To invoke another metaphor, this is like the cook who bakes a poison pie and then arrives on the scene of grave sickness, claiming to be the medic with the antidote.
It is the Fed that creates, not cures, inflation. The surest way to stop it is to stop the printing presses—something that a government with massive debt and the desire to sustain a boom is not likely to do.
The Fed’s latest warnings began on September 5, 2005, when the retail price of gasoline climbed to $3.069 per gallon—an increase of 72.6% from early January of this year.
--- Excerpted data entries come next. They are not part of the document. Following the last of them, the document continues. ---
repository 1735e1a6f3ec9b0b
pub mod profile;
pub mod template;
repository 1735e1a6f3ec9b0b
use actix_web::{HttpResponse, Responder};
use common::example::fill_examples;

use crate::error::ApiError;
use crate::store;

/// Actix web handler for `GET /api/template/example`.
///
/// Returns the current template with every element value filled with
/// example data. The stored record stays untouched; this is a preview only.
pub async fn process() -> Result<impl Responder, ApiError> {
    let conn = store::open()?;
    let mut template = store::templates::get(&conn)?
        .ok_or_else(|| ApiError::NotFound("No template found.".to_string()))?;
    fill_examples(&mut template);
    Ok(HttpResponse::Ok().json(template))
}
use serde::{Deserialize, Serialize};

use crate::model::template::Template;

/// One user's filled-in instance of the template.
///
/// A profile document is a structural superset of a template document: the
/// same sections and elements, carrying user values. At most one profile
/// exists per user.
#[derive(Debug, Clone, PartialEq, Serialize, Deserialize)]
pub struct Profile {
    #[serde(flatten)]
    pub document: Template,
    /// The owning user. Managed by the store, never exposed on the wire.
    #[serde(skip)]
    pub user_id: String,
}

impl Profile {
    /// Creates an empty profile with the structure of the given template.
    /// Record id and audit fields are not taken over; the caller decides
    /// whose identity the new profile carries.
    pub fn from_template(template: &Template) -> Self {
        Profile {
            document: Template {
                id: None,
                title: template.title.clone(),
                sections: template.sections.clone(),
                style: template.style.clone(),
                header: template.header.clone(),
                footer: template.footer.clone(),
                created_by_user: None,
                modified_by_user: None,
                created_date: None,
                last_modified_date: None,
            },
            user_id: String::new(),
        }
    }
}
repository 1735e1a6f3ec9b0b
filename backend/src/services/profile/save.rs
use actix_web::{web, HttpResponse, Responder};
use chrono::Utc;
use common::model::Profile;
use common::validate::validate_profile;
use log::info;

use crate::error::ApiError;
use crate::store;

/// Actix web handler for `POST /api/profile/{user_id}/save`.
///
/// Validates the profile against the current template and upserts it for
/// the user. Validation failures are rejected with the full violation list
/// as a JSON array; a profile can only be stored while a template exists.
pub async fn process(
    user_id: web::Path<String>,
    payload: web::Json<Profile>,
) -> Result<impl Responder, ApiError> {
    let mut profile = payload.into_inner();
    profile.user_id = user_id.into_inner();

    let conn = store::open()?;
    let template = store::templates::get(&conn)?.ok_or_else(|| {
        ApiError::BadRequest("There is currently no template to validate against.".to_string())
    })?;

    let report = validate_profile(&template, &profile);
    if !report.is_valid() {
        return Err(ApiError::Validation(report.violations));
    }

    if let Some(existing) = store::profiles::find_by_user_id(&conn, &profile.user_id)? {
        // updates stay bound to the user's existing record
        profile.document.id = existing.document.id;
        profile.document.created_by_user = existing.document.created_by_user;
        profile.document.created_date = existing.document.created_date;
    }
    let now = Utc::now();
    if profile.document.created_date.is_none() {
        profile.document.created_date = Some(now);
    }
    profile.document.last_modified_date = Some(now);

    store::profiles::save(&conn, &mut profile)?;

    info!("profile saved for user {}", profile.user_id);
    Ok(HttpResponse::Ok().json(profile))
}
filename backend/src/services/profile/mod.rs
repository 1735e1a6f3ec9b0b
//! # Profile Service Module
//!
//! Aggregates all API endpoints related to user profiles. A profile is one
//! user's filled-in instance of the template; it is validated against the
//! template on every save and can be served as an ephemeral view merged
//! with the latest template revision.

mod get;
mod save;

use actix_web::web::{get, post, scope};
use actix_web::Scope;

/// The base path for all profile-related API endpoints.
const API_PATH: &str = "/api/profile";

/// Configures and returns the Actix `Scope` for all profile-related routes.
///
/// # Registered Routes:
///
/// *   **`GET /{user_id}?merge=bool`**:
///     - **Handler**: `get::process`
///     - **Description**: Returns the user's profile. With `merge=true` the
///       profile is first merged with the latest template (values are kept
///       wherever the slot still exists; the stored record is not changed).
///       A user without a profile receives the bare template instead.
///
/// *   **`POST /{user_id}/save`**:
///     - **Handler**: `save::process`
///     - **Description**: Validates the profile against the current
///       template and upserts it for the user. An invalid profile is
///       rejected with the violation list as a JSON array.
pub fn configure_routes() -> Scope {
    scope(API_PATH)
        .route("/{user_id}/save", post().to(save::process))
        .route("/{user_id}", get().to(get::process))
}
use actix_web::{web, HttpResponse, Responder};
use common::merge::merge_with_template;
use serde::Deserialize;

use crate::error::ApiError;
use crate::store;

#[derive(Debug, Deserialize)]
pub struct GetProfileQuery {
    /// When set, the profile is merged with the latest template before it
    /// is returned. The merged view is ephemeral; nothing is persisted.
    #[serde(default)]
    merge: bool,
}

/// Actix web handler for `GET /api/profile/{user_id}`.
///
/// # Returns
/// - `200 OK` with the user's profile (optionally merged with the template).
/// - `200 OK` with the bare template when the user has no profile yet.
/// - `400 Bad Request` when neither a profile nor a template exists.
pub async fn process(
    user_id: web::Path<String>,
    query: web::Query<GetProfileQuery>,
) -> Result<impl Responder, ApiError> {
    let conn = store::open()?;

    let Some(profile) = store::profiles::find_by_user_id(&conn, &user_id)? else {
        let template = store::templates::get(&conn)?.ok_or_else(|| {
            ApiError::BadRequest(
                "You don't have a profile yet and there is currently no template available."
                    .to_string(),
            )
        })?;
        return Ok(HttpResponse::Ok().json(template));
    };

    if query.merge {
        // without a template the stored profile is already authoritative
        if let Some(template) = store::templates::get(&conn)? {
            return Ok(HttpResponse::Ok().json(merge_with_template(&template, &profile)));
        }
    }
    Ok(HttpResponse::Ok().json(profile))
}
fn validate_template_nested(
    element: &NestedElement,
    section_title: &str,
    violations: &mut Vec<String>,
) {
    if element.value.is_empty() {
        violations.push(format!(
            "Nested element in section {section_title} does not have values."
        ));
        return;
    }
    for value in &element.value {
        if !value.unique() {
            violations.push("Values in Nested Elements must be unique.".to_string());
        }
        if value.label().trim().is_empty() {
            violations.push(format!(
                "Nested element in section {section_title} is missing names."
            ));
        }
    }
}
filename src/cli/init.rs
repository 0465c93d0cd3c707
//! Init command implementation

use anyhow::Result;
use std::path::Path;
use tracing::info;

use xpquest::config::Config;

/// Write a default config file (global location unless `--config` is given)
pub fn init_command(config_path: Option<&Path>, force: bool) -> Result<()> {
    let path = config_path
        .map(Path::to_path_buf)
        .unwrap_or_else(Config::global_config_path);

    Config::write_default(&path, force)?;
    info!("Created config at {}", path.display());
    println!("Created {}", path.display());
    Ok(())
}
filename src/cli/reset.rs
//! Daily reset and level-up acknowledgement

use anyhow::Result;

use xpquest::progression::streaks;
use xpquest::store::StateStore;

/// Reset all quests to not done
pub fn reset_command(store: &StateStore) -> Result<()> {
    let today = streaks::today();
    let count = store.update(|state| {
        state.reset_daily_habits(today);
        state.habits().len()
    })?;

    println!("Habits have been reset successfully! ({} quests)", count);
    Ok(())
}

/// Dismiss the level-up notice
pub fn ack_command(store: &StateStore) -> Result<()> {
    let was_shown = store.update(|state| {
        let shown = state.show_level_up_modal;
        state.acknowledge_level_up();
        shown
    })?;

    if was_shown {
        println!("Level-up acknowledged.");
    } else {
        println!("Nothing to acknowledge.");
    }
    Ok(())
}
//! XPQuest - level up your life
//!
//! XPQuest turns daily habits into quests. Each habit trains one of five
//! skills (strength, intelligence, wisdom, charisma, agility) and grants XP
//! when completed. XP fills levels, completions on consecutive days build a
//! streak, and a rolling 7-day log shows how many quests were done each day.
//!
//! ## Layout
//!
//! - [`progression`]: the state machine. All rules for XP, levels, stats,
//!   streaks and history live in [`progression::ProgressionState`].
//! - [`domain`]: habits, skills and character stats.
//! - [`store`]: the JSON state document, atomic saves and the daily reset.
//! - [`avatar`]: square-crops uploaded images for the character portrait.
//! - [`config`]: `~/.xpquest/config.toml`.

pub mod avatar;
pub mod config;
pub mod domain;
pub mod progression;
pub mod store;

pub use domain::*;
pub use progression::{ProgressionEvent, ProgressionState};
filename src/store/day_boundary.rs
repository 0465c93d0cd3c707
//! Daily reset detection
//!
//! The day of the last reset lives in its own marker file next to the state
//! document. On session start the marker is compared with today; a new day
//! closes out the old one via [`ProgressionState::reset_daily_habits`].

use std::path::PathBuf;

use anyhow::{Context, Result};
use chrono::NaiveDate;
use tracing::{info, warn};

use super::StateStore;

const MARKER_FILE_NAME: &str = "last-reset-day";
const MARKER_FORMAT: &str = "%Y-%m-%d";

/// Persisted "last reset day" marker
#[derive(Debug, Clone)]
pub struct ResetMarker {
    path: PathBuf,
}

impl ResetMarker {
    pub fn for_store(store: &StateStore) -> Self {
        Self {
            path: store.dir().join(MARKER_FILE_NAME),
        }
    }

    /// Read the marker. Missing or unreadable markers count as "never reset".
    pub fn read(&self) -> Option<NaiveDate> {
        let content = std::fs::read_to_string(&self.path).ok()?;
        match NaiveDate::parse_from_str(content.trim(), MARKER_FORMAT) {
            Ok(day) => Some(day),
            Err(e) => {
                warn!(path = %self.path.display(), "Ignoring malformed reset marker: {}", e);
                None
            }
        }
    }

    pub fn write(&self, day: NaiveDate) -> Result<()> {
        std::fs::write(&self.path, day.format(MARKER_FORMAT).to_string())
            .with_context(|| format!("Failed to write reset marker: {}", self.path.display()))
    }
}

/// Reset habits if today differs from the last reset day, then refresh
/// today's history record.
///
/// Returns true if a reset happened.
///
/// Marker check, reset and marker write all happen under the store lock,
/// so of several sessions starting on the same new day only the first one
/// resets.
pub fn ensure_daily_reset(store: &StateStore, today: NaiveDate) -> Result<bool> {
    let _lock = store.lock()?;
    let marker = ResetMarker::for_store(store);
    let needs_reset = marker.read() != Some(today);

    let mut state = store.load()?;
    if needs_reset {
        state.reset_daily_habits(today);
    }
    state.recompute_history(today);
    store.write_document(&state)?;

    if needs_reset {
        marker.write(today)?;
        info!(%today, "New day, habits reset");
    }

    Ok(needs_reset)
}
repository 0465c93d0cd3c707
//! Completion history tests

use chrono::Duration;
use xpquest::SkillType;
use xpquest::progression::HISTORY_DAYS;

use crate::common::{day, habit, id, state_with};

#[test]
fn test_add_and_remove_refresh_today() {
    let today = day("2024-08-01");
    let mut state = state_with(
        vec![
            habit("a", SkillType::Strength, 10),
            habit("b", SkillType::Wisdom, 10),
        ],
        today,
    );

    let entry = state.completion_history.get(today).unwrap();
    assert_eq!((entry.scheduled, entry.completed), (2, 0));

    state.complete_habit(&id("a"), today);
    let entry = state.completion_history.get(today).unwrap();
    assert_eq!((entry.scheduled, entry.completed), (2, 1));

    state.remove_habit(&id("a"), today);
    let entry = state.completion_history.get(today).unwrap();
    assert_eq!((entry.scheduled, entry.completed), (1, 0));
    assert_eq!(state.completion_history.len(), 1);
}

#[test]
fn test_history_capped_at_seven_days() {
    let start = day("2024-08-01");
    let mut state = state_with(vec![habit("a", SkillType::Strength, 10)], start);

    for n in 0..9 {
        state.recompute_history(start + Duration::days(n));
        assert!(state.completion_history.len() <= HISTORY_DAYS);
    }

    let dates: Vec<_> = state
        .completion_history
        .entries()
        .iter()
        .map(|e| e.date)
        .collect();
    let expected: Vec<_> = (2..9).map(|n| start + Duration::days(n)).collect();
    assert_eq!(dates, expected);
}

#[test]
fn test_update_habit_leaves_history_alone() {
    let today = day("2024-08-01");
    let mut state = state_with(vec![habit("a", SkillType::Strength, 10)], today);
    let history = state.completion_history.clone();

    state.update_habit(
        &id("a"),
        xpquest::HabitDraft::new("Renamed", SkillType::Agility, 50),
    );
    assert_eq!(state.completion_history, history);
}

#[test]
fn test_reset_captures_tally_then_clears() {
    let today = day("2024-08-01");
    let mut state = state_with(
        vec![
            habit("a", SkillType::Strength, 10),
            habit("b", SkillType::Strength, 10),
            habit("c", SkillType::Strength, 10),
        ],
        today,
    );
    state.complete_habit(&id("a"), today);
    state.complete_habit(&id("b"), today);

    state.reset_daily_habits(today);

    let entry = state.completion_history.get(today).unwrap();
    assert_eq!((entry.scheduled, entry.completed), (3, 2));
    assert_eq!(state.completed_today(), 0);
}
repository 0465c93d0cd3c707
//! Habit collection tests: add, edit, remove, level-up acknowledgement

use xpquest::{HabitDraft, HabitType, SkillType};

use crate::common::{day, habit, id, state_with};

#[test]
fn test_add_preserves_order() {
    let today = day("2024-09-01");
    let state = state_with(
        vec![
            habit("c", SkillType::Strength, 10),
            habit("a", SkillType::Wisdom, 10),
            habit("b", SkillType::Agility, 10),
        ],
        today,
    );
    let order: Vec<_> = state.habits().iter().map(|h| h.id.as_str()).collect();
    assert_eq!(order, vec!["c", "a", "b"]);
}

#[test]
fn test_edit_preserves_id_and_completion() {
    let today = day("2024-09-01");
    let mut state = state_with(vec![habit("a", SkillType::Strength, 10)], today);
    state.complete_habit(&id("a"), today);

    assert!(state.update_habit(&id("a"), HabitDraft::new("Sprint", SkillType::Agility, 40)));

    let edited = state.habit(&id("a")).unwrap();
    assert_eq!(edited.id, id("a"));
    assert!(edited.completed);
    assert_eq!(edited.name, "Sprint");
    assert_eq!(edited.habit_type, HabitType::Skill(SkillType::Agility));
    assert_eq!(edited.xp_reward, 40);
}

#[test]
fn test_edit_does_not_touch_progression() {
    let today = day("2024-09-01");
    let mut state = state_with(vec![habit("a", SkillType::Strength, 10)], today);
    state.complete_habit(&id("a"), today);
    let (level, xp, streak, stats) = (state.level, state.xp, state.streak, state.stats);

    state.update_habit(&id("a"), HabitDraft::new("Heavy", SkillType::Strength, 100));

    assert_eq!(
        (state.level, state.xp, state.streak, state.stats),
        (level, xp, streak, stats)
    );
}

#[test]
fn test_remove_missing_is_noop_for_habits() {
    let today = day("2024-09-01");
    let mut state = state_with(vec![habit("a", SkillType::Strength, 10)], today);

    assert!(!state.remove_habit(&id("zzz"), today));
    assert_eq!(state.habits().len(), 1);
    assert!(state.remove_habit(&id("a"), today));
    assert!(state.habits().is_empty());
}

#[test]
fn test_acknowledge_level_up_only_clears_flag() {
    let today = day("2024-09-01");
    let mut state = state_with(vec![habit("a", SkillType::Strength, 80)], today);
    state.complete_habit(&id("a"), today);
    assert!(state.show_level_up_modal);

    let mut expected = state.clone();
    expected.show_level_up_modal = false;

    state.acknowledge_level_up();
    assert_eq!(state, expected);
}

#[test]
fn test_avatar_url_setter() {
    let today = day("2024-09-01");
    let mut state = state_with(Vec::new(), today);
    state.set_avatar_url(Some("data:image/jpeg;base64,AAAA".to_string()));
    assert_eq!(state.avatar_url.as_deref(), Some("data:image/jpeg;base64,AAAA"));
    state.set_avatar_url(None);
    assert!(state.avatar_url.is_none());
}
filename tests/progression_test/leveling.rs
//! XP accumulation and level-up tests

use xpquest::progression::xp_required_to_advance;
use xpquest::{ProgressionEvent, SkillType};

use crate::common::{day, habit, id, state_with};

#[test]
fn test_leveling_formula() {
    for level in 1..=100 {
        assert_eq!(xp_required_to_advance(level), level * 50);
        assert!(xp_required_to_advance(level + 1) > xp_required_to_advance(level));
    }
}

#[test]
fn test_single_completion_without_level_up() {
    let today = day("2024-04-10");
    let mut state = state_with(vec![habit("a", SkillType::Strength, 30)], today);

    state.complete_habit(&id("a"), today);

    assert_eq!(state.level, 1);
    assert_eq!(state.xp, 30);
    assert!(!state.show_level_up_modal);
}

#[test]
fn test_single_level_up() {
    let today = day("2024-04-10");
    let mut state = state_with(vec![habit("a", SkillType::Strength, 20)], today);
    state.xp = 40;

    state.complete_habit(&id("a"), today);

    assert_eq!(state.level, 2);
    assert_eq!(state.xp, 10);
    assert!(state.show_level_up_modal);
}

#[test]
fn test_multiple_level_ups_in_one_completion() {
    let today = day("2024-04-10");
    let mut state = state_with(vec![habit("a", SkillType::Wisdom, 170)], today);

    let events = state.complete_habit(&id("a"), today);

    assert_eq!(state.level, 3);
    assert_eq!(state.xp, 20);
    assert!(state.show_level_up_modal);
    assert!(events.contains(&ProgressionEvent::LevelUp {
        old_level: 1,
        new_level: 3
    }));
}

#[test]
fn test_exact_threshold_leaves_zero_xp() {
    let today = day("2024-04-10");
    let mut state = state_with(vec![habit("a", SkillType::Agility, 50)], today);

    state.complete_habit(&id("a"), today);

    assert_eq!((state.level, state.xp), (2, 0));
}

#[test]
fn test_xp_stays_below_threshold_after_many_completions() {
    let mut state = state_with(Vec::new(), day("2024-04-01"));
    for n in 0..30 {
        let today = day("2024-04-01") + chrono::Duration::days(n);
        let quest = format!("q{}", n);
        state.add_habit(habit(&quest, SkillType::Charisma, 100), today);
        state.complete_habit(&id(&quest), today);
        assert!(state.xp < xp_required_to_advance(state.level));
    }
    assert_eq!(state.total_xp(), 3000);
    assert_eq!(state.stats.charisma, 31);
}

#[test]
fn test_stat_follows_habit_type() {
    let today = day("2024-04-10");
    let mut state = state_with(
        vec![
            habit("s", SkillType::Strength, 5),
            habit("i", SkillType::Intelligence, 5),
            habit("i2", SkillType::Intelligence, 5),
        ],
        today,
    );

    state.complete_habit(&id("s"), today);
    state.complete_habit(&id("i"), today);
    state.complete_habit(&id("i2"), today);

    assert_eq!(state.stats.strength, 2);
    assert_eq!(state.stats.intelligence, 3);
    assert_eq!(state.stats.wisdom, 1);
    assert_eq!(state.stats.charisma, 1);
    assert_eq!(state.stats.agility, 1);
}

#[test]
fn test_double_completion_is_noop() {
    let today = day("2024-04-10");
    let mut state = state_with(vec![habit("a", SkillType::Strength, 30)], today);

    state.complete_habit(&id("a"), today);
    let before = state.clone();

    let events = state.complete_habit(&id("a"), today);
    assert!(events.is_empty());
    assert_eq!(state, before);
}

#[test]
fn test_unknown_id_is_noop() {
    let today = day("2024-04-10");
    let mut state = state_with(vec![habit("a", SkillType::Strength, 30)], today);
    let before = state.clone();

    assert!(state.complete_habit(&id("missing"), today).is_empty());
    assert_eq!(state, before);
}
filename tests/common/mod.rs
//! Shared test utilities for progression and store tests

#![allow(dead_code)]

use chrono::NaiveDate;
use xpquest::{Habit, HabitDraft, HabitId, ProgressionState, SkillType};

/// Parse a YYYY-MM-DD day
pub fn day(s: &str) -> NaiveDate {
    NaiveDate::parse_from_str(s, "%Y-%m-%d").expect("Invalid test date")
}

/// Build a not yet completed habit
pub fn habit(id: &str, skill: SkillType, xp_reward: u32) -> Habit {
    Habit::new(
        HabitId::from(id),
        HabitDraft::new(format!("Quest {}", id), skill, xp_reward),
    )
}

/// Fresh state holding the given habits, added on `today`
pub fn state_with(habits: Vec<Habit>, today: NaiveDate) -> ProgressionState {
    let mut state = ProgressionState::default();
    for h in habits {
        state.add_habit(h, today);
    }
    state
}

pub fn id(s: &str) -> HabitId {
    HabitId::from(s)
}
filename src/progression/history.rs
//! Rolling per-day completion log

use chrono::NaiveDate;
use serde::{Deserialize, Serialize};

/// Number of distinct days kept in the history
pub const HISTORY_DAYS: usize = 7;

/// How many habits existed and how many were done on one day
#[derive(Debug, Clone, Copy, PartialEq, Eq, Serialize, Deserialize)]
pub struct DailyCompletion {
    pub date: NaiveDate,
    pub scheduled: u32,
    pub completed: u32,
}

impl DailyCompletion {
    /// Completion percentage, rounded. 0 when nothing was scheduled.
    pub fn completion_rate(&self) -> u32 {
        if self.scheduled == 0 {
            return 0;
        }
        ((f64::from(self.completed) / f64::from(self.scheduled)) * 100.0).round() as u32
    }
}

/// The last [`HISTORY_DAYS`] days that had a history update, in the order
/// they were first recorded.
#[derive(Debug, Clone, Default, PartialEq, Eq, Serialize, Deserialize)]
#[serde(transparent)]
pub struct CompletionHistory(Vec<DailyCompletion>);

impl CompletionHistory {
    pub fn new() -> Self {
        Self::default()
    }

    /// Write the tally for `date`.
    ///
    /// An existing record for the day is overwritten in place. A new day is
    /// appended and the oldest records are dropped to stay within
    /// [`HISTORY_DAYS`].
    pub fn record(&mut self, date: NaiveDate, scheduled: u32, completed: u32) {
        let entry = DailyCompletion {
            date,
            scheduled,
            completed,
        };

        if let Some(existing) = self.0.iter_mut().find(|e| e.date == date) {
            *existing = entry;
            return;
        }

        self.0.push(entry);
        if self.0.len() > HISTORY_DAYS {
            let excess = self.0.len() - HISTORY_DAYS;
            self.0.drain(..excess);
        }
    }

    pub fn get(&self, date: NaiveDate) -> Option<&DailyCompletion> {
        self.0.iter().find(|e| e.date == date)
    }

    /// Records in insertion order
    pub fn entries(&self) -> &[DailyCompletion] {
        &self.0
    }

    pub fn len(&self) -> usize {
        self.0.len()
    }

    pub fn is_empty(&self) -> bool {
        self.0.is_empty()
    }

    /// Records in calendar order, oldest first
    pub fn sorted_by_date(&self) -> Vec<DailyCompletion> {
        let mut sorted = self.0.clone();
        sorted.sort_by_key(|e| e.date);
        sorted
    }

    /// Most recent day by calendar date
    pub fn latest(&self) -> Option<&DailyCompletion> {
        self.0.iter().max_by_key(|e| e.date)
    }

    /// Mean of the per-day completion rates, rounded
    pub fn average_completion_rate(&self) -> u32 {
        if self.0.is_empty() {
            return 0;
        }
        let sum: u32 = self.0.iter().map(DailyCompletion::completion_rate).sum();
        (f64::from(sum) / self.0.len() as f64).round() as u32
    }
}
They believe that the decisive factor in the setting of an inflationary spiral is people’s inflationary expectations. This causes workers to press for higher wages. Businesses try to recoup these wage increases by pushing the prices of goods and services higher. This ignites inflation, or so it is believed.
On October 19, 2005, the President of the Dallas Federal Reserve, Richard Fischer, said at a luncheon in Houston, "I will not waver from advocating policy that discourages expectations of higher core inflation. The object will always be to keep inflation at bay, so that the American business machine can keep on humming."
It is inflationary expectations, so they believe, that keep inflation going once inflation is triggered. Also, once expectations are set in motion it is not easy to get rid of them.